Bits and pieces about the Fort Calhoun Nuke Plant in Nebraska:
They are using boric acid in the reactor and the spent fuel pool (CNN);
The "waterproof" turns out to be "aqua dams" and levees in front of the buildings that house key systems (CNN);
Spent fuel dry casks are outside the flood protected area "because they are sealed and bolted down" (Iowa Independent);
2/3 of the active fuel rods are still inside the reactor ("baseless rumor" floating in cyberspace).
On CNN interview, the CEO of the plant says he and his people are battling "blowing in the wind" rumors like the Japanese government over Fukushima I Nuke Plant and radiation contamination. But if you look at the accompanying video, it makes you wonder: why weren't they better prepared, if this flooding was totally expected and it is business as usual, as the CEO tries to tell us?
(By the way, I don't think this video is what CNN intended to upload. The only intended part seems to be the brief interview with the CEO. The rest of the video shows punctured aqua dam, pumping of water from behind the sandbags, not very assuring.)
From CNN (6/28/2011):
Fort Calhoun, Nebraska (CNN) -- Tim Nellenbach is on a mission as he shows a small group of journalists around his workplace. The manager of the Fort Calhoun Nuclear Power Plant and his colleagues are bent on dispelling rumors about the condition of their facility: rumors about a meltdown, about a loss of power. The rumors are patently false, they say, and it's frustrating to have to deal with them while also battling a genuine crisis.

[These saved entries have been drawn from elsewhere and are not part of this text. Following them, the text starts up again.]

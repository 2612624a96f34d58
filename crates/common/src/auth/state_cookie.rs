//! Signed OAuth state cookie
//!
//! The cookie lets the callback recognise a state token it issued even when
//! the pending-auth store no longer has it. Value layout:
//!
//! ```text
//! {state}.{expires_unix}.{base64url(HMAC-SHA256(secret, "{state}.{expires_unix}"))}
//! ```
//!
//! State tokens are base64url, so they never contain `.`.

use base64::engine::general_purpose::URL_SAFE_NO_PAD;
use base64::Engine;
use chrono::{DateTime, Utc};
use hmac::{Hmac, Mac};
use rand::RngCore;
use sha2::Sha256;

use crate::error::{CommonError, CommonResult};

type HmacSha256 = Hmac<Sha256>;

/// Signs and verifies state cookie values.
#[derive(Clone)]
pub struct StateCookieSigner {
    mac: HmacSha256,
}

impl std::fmt::Debug for StateCookieSigner {
    fn fmt(&self, f: &mut std::fmt::Formatter<'_>) -> std::fmt::Result {
        f.debug_struct("StateCookieSigner").field("secret", &"[REDACTED]").finish()
    }
}

impl StateCookieSigner {
    pub fn new(secret: &[u8]) -> CommonResult<Self> {
        let mac = HmacSha256::new_from_slice(secret)
            .map_err(|e| CommonError::config(format!("invalid cookie secret: {e}")))?;
        Ok(Self { mac })
    }

    /// Signer with a random per-process secret.
    pub fn ephemeral() -> CommonResult<Self> {
        let mut secret = [0u8; 32];
        rand::thread_rng().fill_bytes(&mut secret);
        Self::new(&secret)
    }

    /// Signed cookie value for `state`, valid until `expires_at`.
    #[must_use]
    pub fn sign(&self, state: &str, expires_at: DateTime<Utc>) -> String {
        let payload = format!("{state}.{}", expires_at.timestamp());
        let signature = URL_SAFE_NO_PAD.encode(self.mac(&payload).finalize().into_bytes());
        format!("{payload}.{signature}")
    }

    /// Return the state token if the signature verifies and the cookie has
    /// not expired at `now`.
    #[must_use]
    pub fn verify(&self, cookie_value: &str, now: DateTime<Utc>) -> Option<String> {
        let mut parts = cookie_value.rsplitn(2, '.');
        let signature = parts.next()?;
        let payload = parts.next()?;
        let (state, expires) = payload.split_once('.')?;

        let provided = URL_SAFE_NO_PAD.decode(signature).ok()?;
        self.mac(payload).verify_slice(&provided).ok()?;

        let expires: i64 = expires.parse().ok()?;
        (now.timestamp() < expires && !state.is_empty()).then(|| state.to_string())
    }

    fn mac(&self, payload: &str) -> HmacSha256 {
        let mut mac = self.mac.clone();
        mac.update(payload.as_bytes());
        mac
    }
}
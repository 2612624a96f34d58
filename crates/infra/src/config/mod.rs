//! Configuration loading
//!
//! Layers defaults, an optional file and `SELLERSYNC_*` environment
//! variables into a validated [`sellersync_domain::Config`].

pub mod loader;

pub use loader::{apply_env_overrides, load, load_from_file, probe_config_paths};
//! # Axis Handles
//!
//! Geometry of the translation gizmo. The handles form a small part tree:
//!
//! ```text
//! root group
//! ├── X group (tagged X) ── shaft, arrowhead
//! ├── Y group (tagged Y) ── shaft, arrowhead
//! └── Z group (tagged Z) ── shaft, arrowhead
//! ```
//!
//! A ray is tested against the meshes only; the axis of a hit is read from
//! the nearest ancestor group that carries a tag, so meshes never need to
//! know which axis they belong to.

use cgmath::Vector3;

use super::axis::Axis;
use crate::gfx::picking::{pick_nearest, Aabb, Ray};

const SHAFT_RADIUS: f32 = 0.06;
const SHAFT_LENGTH: f32 = 1.0;
const ARROW_RADIUS: f32 = 0.12;
const ARROW_HEIGHT: f32 = 0.2;
/// Distance of the arrowhead's center from the anchor
const ARROW_OFFSET: f32 = 1.05;

#[derive(Debug, Clone, Copy, PartialEq, Eq)]
pub enum PartKind {
    Group,
    Shaft,
    Arrowhead,
}

/// One node of the handle tree
#[derive(Debug, Clone)]
pub struct HandlePart {
    pub kind: PartKind,
    pub parent: Option<usize>,
    /// Set on axis groups only
    pub axis: Option<Axis>,
    /// Bounds relative to the anchor at handle scale 1.0; `None` for groups
    pub local_bounds: Option<Aabb>,
}

/// The three-axis translation handle set.
#[derive(Debug, Clone)]
pub struct AxisHandles {
    parts: Vec<HandlePart>,
    scale: f32,
}

impl AxisHandles {
    pub fn new(scale: f32) -> Self {
        let mut parts = vec![HandlePart {
            kind: PartKind::Group,
            parent: None,
            axis: None,
            local_bounds: None,
        }];

        for axis in Axis::ALL {
            let group = parts.len();
            parts.push(HandlePart {
                kind: PartKind::Group,
                parent: Some(0),
                axis: Some(axis),
                local_bounds: None,
            });
            parts.push(HandlePart {
                kind: PartKind::Shaft,
                parent: Some(group),
                axis: None,
                local_bounds: Some(along(axis, SHAFT_LENGTH * 0.5, SHAFT_LENGTH, SHAFT_RADIUS)),
            });
            parts.push(HandlePart {
                kind: PartKind::Arrowhead,
                parent: Some(group),
                axis: None,
                local_bounds: Some(along(axis, ARROW_OFFSET, ARROW_HEIGHT, ARROW_RADIUS)),
            });
        }

        Self { parts, scale }
    }

    pub fn parts(&self) -> &[HandlePart] {
        &self.parts
    }

    pub fn scale(&self) -> f32 {
        self.scale
    }

    /// World bounds of a mesh part with the gizmo at `anchor`
    pub fn world_bounds(&self, part: usize, anchor: Vector3<f32>) -> Option<Aabb> {
        let local = self.parts.get(part)?.local_bounds?;
        Some(Aabb::new(
            anchor + local.min * self.scale,
            anchor + local.max * self.scale,
        ))
    }

    /// Axis of the handle nearest along `ray`, if any is hit
    pub fn hit_test(&self, anchor: Vector3<f32>, ray: &Ray) -> Option<Axis> {
        let meshes = (0..self.parts.len())
            .filter_map(|part| self.world_bounds(part, anchor).map(|bounds| (part, bounds)));
        let hit = pick_nearest(ray, meshes)?;
        self.axis_of(hit.key)
    }

    /// Walk up from `part` to the first ancestor (or itself) tagged with an
    /// axis
    pub fn axis_of(&self, part: usize) -> Option<Axis> {
        let mut current = Some(part);
        while let Some(index) = current {
            let part = self.parts.get(index)?;
            if let Some(axis) = part.axis {
                return Some(axis);
            }
            current = part.parent;
        }
        None
    }
}

impl Default for AxisHandles {
    fn default() -> Self {
        Self::new(1.0)
    }
}

/// Box of `length` along `axis` centered `offset` from the origin, with
/// `radius` across
fn along(axis: Axis, offset: f32, length: f32, radius: f32) -> Aabb {
    let direction = axis.direction();
    let across = Vector3::new(radius, radius, radius);
    let half = across + direction * (length * 0.5 - radius);
    Aabb::from_center_extents(direction * offset, half)
}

These officials are also acutely aware of comparisons to the catastrophic earthquake and tsunami in Japan in March, which crippled a nuclear power plant there, leading to the worst nuclear accident since Chernobyl in 1986.
"There's no likelihood of a Fukushima-like incident here," Nellenbach says.
So does Gary Gates, CEO of the Fort Calhoun plant.
"It is not another Fukushima. The difference is the rapid flooding that occurred at Fukushima. This was a predicted event, to a degree, from the Corps of Engineers. The floodwaters at Fort Calhoun are outside the plant. There is no water inside the plant. The reactor is covered with borated water. The spent fuel is covered with borated water, which we want it to be. That's intentional. That's where it should be. The floodwaters are outside Fort Calhoun, not inside," Gates explains.
Still, there is a genuine crisis at the plant. Floodwaters from the swollen Missouri River have engulfed this facility. The parking lots are underwater. The river's fast-paced currents are swirling against several buildings in this compound. Catwalks had to be constructed to allow workers to move from one building to the next. The buildings housing the reactor core, the spent fuel rods and other crucial components are protected by small levees and aqua-berms. But outside those barriers, the water is at least 2 feet above ground level.
The Fort Calhoun plant has 40-foot deep spent fuel pool underground, as well as the above-ground dry cask storage. (Information from wiki)
The Iowa Independent reported on June 24 that the dry casks storage facility is not protected from the flood, because the dry casks are bolted down and secure.
As for the baseless rumor that the 2/3 of the nuclear fuel rods are still inside the reactor, I'd say that was true after all, if they are putting boric acid in the cooling water.
The NRC chairman Jacko, who toured the site on Monday, had these discomforting words to say, according to CNN's article:
"In the end," Jaczko said, "this challenge is yours."
That's eerily reminiscent of the Japanese regulators who have been basically saying this to TEPCO for over 3 months.
I also seem to remember it took TEPCO some time till it finally admitted that the Reactors 5 and 6 were fully loaded with nuclear fuel rods when the earthquake and tsunami hit at Fukushima I Nuclear Power Plant, even though they were still in the scheduled maintenance.
I also remember those official and unofficial "debunkers" going after journalists and bloggers who spread "rumors" in the early days of the Fukushima accident.